Здесь кончаются мои легенды, здесь граница баснословных времен, мифологии, золотого века моего первого детства. Воспоминания, более верные, более положительные, хотя иногда менее глубокие, так сказать, менее яркие, заступают место чудесных видений и снов. Перехожу к истории, к сознательному отчету не в том собственно, что сама видела, но по крайней мере в том, что неоднократно слышала от моих родителей и твердо заучила с ранней молодости. Как тяжело и пусто мне становится в настоящем, когда бросишь взгляд на этот длинный ряд протекших годов!
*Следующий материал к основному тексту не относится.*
//! Color sampling and geometry for the live LED preview.
//!
//! This layer computes ring-gradient colors and LED draw positions; the
//! drawing surface itself lives outside the core. Brightness scaling here is
//! a second, independent stage applied to already-resolved RGB values after
//! frame interpolation — it is not the HSV value channel.

use crate::color::{self, Rgb};
use crate::error::Result;
use crate::layout::{self, Layout};

/// Sample a continuous gradient ring built from discrete zone LEDs.
///
/// Zones are sorted by angle; the two zones angularly bracketing
/// `target_angle` (with wrap-around at 0/360) are blended by the angular
/// fraction between them. With a single zone the ring is that zone's color.
pub fn interpolate_along_ring(target_angle: f32, zones: &[(f32, Rgb)]) -> Rgb {
    debug_assert!(!zones.is_empty(), "ring needs at least one zone");
    if zones.is_empty() {
        return Rgb::BLACK;
    }
    if zones.len() == 1 {
        return zones[0].1;
    }

    let mut sorted: Vec<(f32, Rgb)> = zones
        .iter()
        .map(|&(a, c)| (a.rem_euclid(360.0), c))
        .collect();
    sorted.sort_by(|a, b| a.0.total_cmp(&b.0));

    let target = target_angle.rem_euclid(360.0);

    // First zone at or past the target; its predecessor closes the arc,
    // wrapping from the last zone when the target sits before the first.
    let upper_pos = sorted
        .iter()
        .position(|&(a, _)| a >= target)
        .unwrap_or(0);
    let (upper_angle, upper_color) = sorted[upper_pos];
    let (lower_angle, lower_color) = sorted[(upper_pos + sorted.len() - 1) % sorted.len()];

    let span = (upper_angle - lower_angle).rem_euclid(360.0);
    if span == 0.0 {
        return lower_color;
    }
    let fraction = (target - lower_angle).rem_euclid(360.0) / span;
    color::lerp(lower_color, upper_color, fraction)
}

/// Scale every channel of every color by `brightness_pct / 100`, rounding.
pub fn apply_brightness(colors: &[Rgb], brightness_pct: u8) -> Vec<Rgb> {
    let factor = f32::from(brightness_pct.min(100)) / 100.0;
    let scale = |ch: u8| (f32::from(ch) * factor).round() as u8;
    colors
        .iter()
        .map(|c| Rgb(scale(c.0), scale(c.1), scale(c.2)))
        .collect()
}

/// Draw positions for every zone LED, in zone-array order.
pub fn led_positions(layout: &Layout, canvas: (f32, f32)) -> Result<Vec<(f32, f32)>> {
    (0..layout.zones.len())
        .map(|index| layout::position_of(index, layout, canvas))
        .collect()
}

/// Angle/color pairs for one group's zones, ready for ring sampling.
pub fn ring_zones(layout: &Layout, group: &str, frame: &[Rgb]) -> Vec<(f32, Rgb)> {
    layout
        .zones
        .iter()
        .filter(|z| z.group == group)
        .filter_map(|z| frame.get(z.index).map(|&c| (z.angle, c)))
        .collect()
}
«Душа моя — элизиум теней», — сказал некогда Тютчев. И сколько, сколько их восстает около меня и роится в моей памяти, пока пишу я эти строки в полночный час, при однообразном стуке этих дедовских часов, переживших столько поколений, стольких славных, стольких сильных, стольких доблестных и прелестных человеческих лиц! Тут и поэтический образ Александры Андреевны Воейковой: молодая, прекрасная, с нежно-глубоким взглядом ласковых глаз, с легкими кудрями темно-русых волос и черными бровями, с болезненным, но светлым видом всей ее фигуры, она осталась для меня таким неземным видением из времен моего детства, что долго я своего ангела-хранителя воображала с ее чертами[5]. И возле нее, верные ей до гроба и по смерти, друзья ея: Жуковский, с своим добродушным и веселым смехом, с своими шутками и балагурством, столь не похожими на меланхолию его стихов, и Перовский (Василий Алексеевич), с его красивою наружностью, густыми кудрявыми волосами и светлыми смеющимися глазами, играющий с нами как будто сам ребенок, и пугающий моего маленького брата своею шляпою моряка без султана, уверяя, что он полицейский и при первом капризе уведет его на съезжую? Умный и веселый, нежный и постоянный в своих привязанностях, он остался до конца верен всем, кого любил в молодости. Но как изменяется в моих мыслях этот отрадный образ из дней моего детства, когда припоминаю последнее свидание с ним в ІІетергофе, в 1857 году! Изнуренный, иссохший весь, со впалыми потухшими глазами, еле переводящий дыхание помощью креозота, с выражением страдания и горя, раздирающим мне душу: от прежнего Перовского нашего остались лишь густые вьющиеся волосы и нежное, неизменно-верное сердце! — Вот, на своих низких подвижных креслах, слепой поэт Козлов, на которого смотрели мы с таким глубоким почитанием, что умолкали в самом разгаре наших игр, когда катился он в креслах в гостиную Александры Андреевны.